Mehmet Göncü
9 Eylül 2009
Geçen gün televizyonlarda izliyorum. Komşumuz Suriye, Irak ve Türkiye bölgenin su sorununu konuşmak üzere bir ara gelmişler.
Gerçekten su yaşamın vazgeçilmezi ve olmazsa olmazıdır.
Bu nedenle; her üç ülkenin sorumluluk makamında olanları bu hayati konuyu, alınacak önlemleri ve çözümlerini görüşmekte çok haklıdırlar.
Bana göre, su konusundaki olumsuzluklar şöyledir:
a) İnsan nüfusu hızla artmaktadır.
b) İnsan faaliyetleri nedeniyle, su kaynakları kirlenmektedir.
c) Keza; insan faaliyetleri nedeniyle, küresel ısınmaya bağlı alışılmışın dışında iklim değişiklikleri olmaktadır.

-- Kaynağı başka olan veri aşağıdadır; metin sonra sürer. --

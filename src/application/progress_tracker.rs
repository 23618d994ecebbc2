//! Live progress of the active run
//!
//! The tracker owns the run's counters and its elapsed-time ticker. The
//! ticker is a periodic task started exactly once when the tracker is created
//! and stopped exactly once, either by `stop()` or when the tracker is
//! dropped, so repeated runs never leak timers.

use std::sync::Arc;
use std::time::Duration;
use tokio::sync::watch;
use tokio::task::JoinHandle;
use tokio::time::{interval_at, Instant, MissedTickBehavior};
use tracing::debug;

use crate::application::events::EventEmitter;
use crate::domain::{ProgressSnapshot, RunProgress};

pub struct ProgressTracker {
    progress: RunProgress,
    started_at: Instant,
    snapshot_tx: Arc<watch::Sender<ProgressSnapshot>>,
    emitter: Option<EventEmitter>,
    ticker: Option<JoinHandle<()>>,
    final_elapsed_ms: Option<u64>,
}

impl ProgressTracker {
    /// Reset the published snapshot to a fresh run and start ticking
    pub fn start(
        total: usize,
        tick_interval: Duration,
        snapshot_tx: Arc<watch::Sender<ProgressSnapshot>>,
        emitter: Option<EventEmitter>,
    ) -> Self {
        let progress = RunProgress::new(total);
        let started_at = Instant::now();
        snapshot_tx.send_replace(ProgressSnapshot::new(progress, 0));

        let ticker = spawn_ticker(started_at, tick_interval, Arc::clone(&snapshot_tx));
        debug!("Progress tracker started for {} targets", total);

        Self {
            progress,
            started_at,
            snapshot_tx,
            emitter,
            ticker: Some(ticker),
            final_elapsed_ms: None,
        }
    }

    /// Apply one finished chunk/item and publish the new snapshot
    pub async fn record(&mut self, processed: usize, updated: usize, errors: usize) -> RunProgress {
        self.progress.record(processed, updated, errors);
        let snapshot = ProgressSnapshot::new(self.progress, self.elapsed_ms());
        self.snapshot_tx.send_replace(snapshot);

        if let Some(emitter) = &self.emitter {
            emitter.emit_progress(snapshot).await;
        }
        self.progress
    }

    pub fn progress(&self) -> RunProgress {
        self.progress
    }

    pub fn elapsed_ms(&self) -> u64 {
        self.final_elapsed_ms
            .unwrap_or_else(|| elapsed_ms_since(self.started_at))
    }

    pub fn snapshot(&self) -> ProgressSnapshot {
        *self.snapshot_tx.borrow()
    }

    /// Stop the ticker and freeze elapsed time. Idempotent.
    ///
    /// The final snapshot carries no ETA: the run is over.
    pub fn stop(&mut self) -> u64 {
        if let Some(elapsed) = self.final_elapsed_ms {
            return elapsed;
        }
        if let Some(ticker) = self.ticker.take() {
            ticker.abort();
        }

        let elapsed = elapsed_ms_since(self.started_at);
        self.final_elapsed_ms = Some(elapsed);
        self.snapshot_tx.send_replace(ProgressSnapshot {
            progress: self.progress,
            percent: self.progress.percent(),
            elapsed_ms: elapsed,
            eta_ms: None,
        });
        debug!("Progress tracker stopped after {} ms", elapsed);
        elapsed
    }

    pub fn is_ticking(&self) -> bool {
        self.ticker.is_some()
    }
}

impl Drop for ProgressTracker {
    fn drop(&mut self) {
        if let Some(ticker) = self.ticker.take() {
            ticker.abort();
        }
    }
}

fn elapsed_ms_since(started_at: Instant) -> u64 {
    started_at.elapsed().as_millis() as u64
}

fn spawn_ticker(
    started_at: Instant,
    tick_interval: Duration,
    snapshot_tx: Arc<watch::Sender<ProgressSnapshot>>,
) -> JoinHandle<()> {
    tokio::spawn(async move {
        let mut ticks = interval_at(started_at + tick_interval, tick_interval);
        ticks.set_missed_tick_behavior(MissedTickBehavior::Delay);
        loop {
            ticks.tick().await;
            let elapsed = elapsed_ms_since(started_at);
            snapshot_tx.send_modify(|snapshot| {
                *snapshot = ProgressSnapshot::new(snapshot.progress, elapsed);
            });
        }
    })
}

d) Isınmaya bağlı su rezervlerindeki buharlaşmanın fazla oluşu.. Özellikle; Suriye ve Irak’taki barajlarda buharlaşma çok fazladır.
e) Tatlı su kullanım alanlarının artması, tarım endüstrisi gibi
f) En önemlisi ise, suyun bilinçsizce kirletilerek ve israf edilerek kullanılmasıdır.
g) Mesela; Urfa ovalarında yanlış ve ekonomik olmayan uygulama ile salma ve fazla sulama sonucu tarım alanlarımızın nasıl tuzlanarak çölleştiğini ve drenaj kanallarında tuzlanarak boşa akan israf edilmiş suyun öyküsünü duymayan, bilmeyen var mı?
Yazık değil mi?
Günah değil mi?
Bu sularda, çocuklarımızın, torunlarımızın ve gelecek nesillerin hakları yok mudur?
Kuşkusuz vardır.
Bu nedenle; Urfa olarak, suya geç de olsa kavuştuk ama israf ve bilinçsizlik böyle gider ve önlem de alınmazsa bu nimeti ve getirdiklerini çok çabuk kayıp edebiliriz.
Onun için ısrarla ve önemle diyorum ki; yaşamın her boyutunda su nimetini israf etmeden ve kirletmeden kullanmalıyız.
Öte yandan Suriye ve Irak’taki insan kardeşlerimize de diyorum ki; kaynakları ülkemizde olan Dicle ve Fırat suları hemen hemen 9 ay kış yaşayan Doğu anadolunun karlı dağlarında hayat bulur ve bizim ülkemiz bu bölgeye sürekli ekonomik kaynak aktararak karla, kışla mücadele eder. Yani bir noktada biz bu suların bedelini her yıl peşin olarak doğaya öderiz.
Ayrıca bu sular, sınır aşan sular olup, uluslar arası sular statüsünde de değildir.
Bilindiği ve görüldüğü gibi biz ülke olarak; Suriye ve Irak’taki insan kardeşlerimize tamamen insani ve ahlaki değerleri korumak amacıyla, kendi suyumuzdan seve seve vermekteyiz.
Helalı hoş olsun. Hoş olsun ama yeter ki onlar da kadir bilip, bu kıymetli varlığı gözleri gibi koruyup, israf etmeden ve kirletmeden kullanmaya özen göstersinler.
Dürüst ve şeffaf bir toplumda; lütufta geride, kahırda önde olan dostlarınızın çok olması dileğiyle kalın sağlıcakla…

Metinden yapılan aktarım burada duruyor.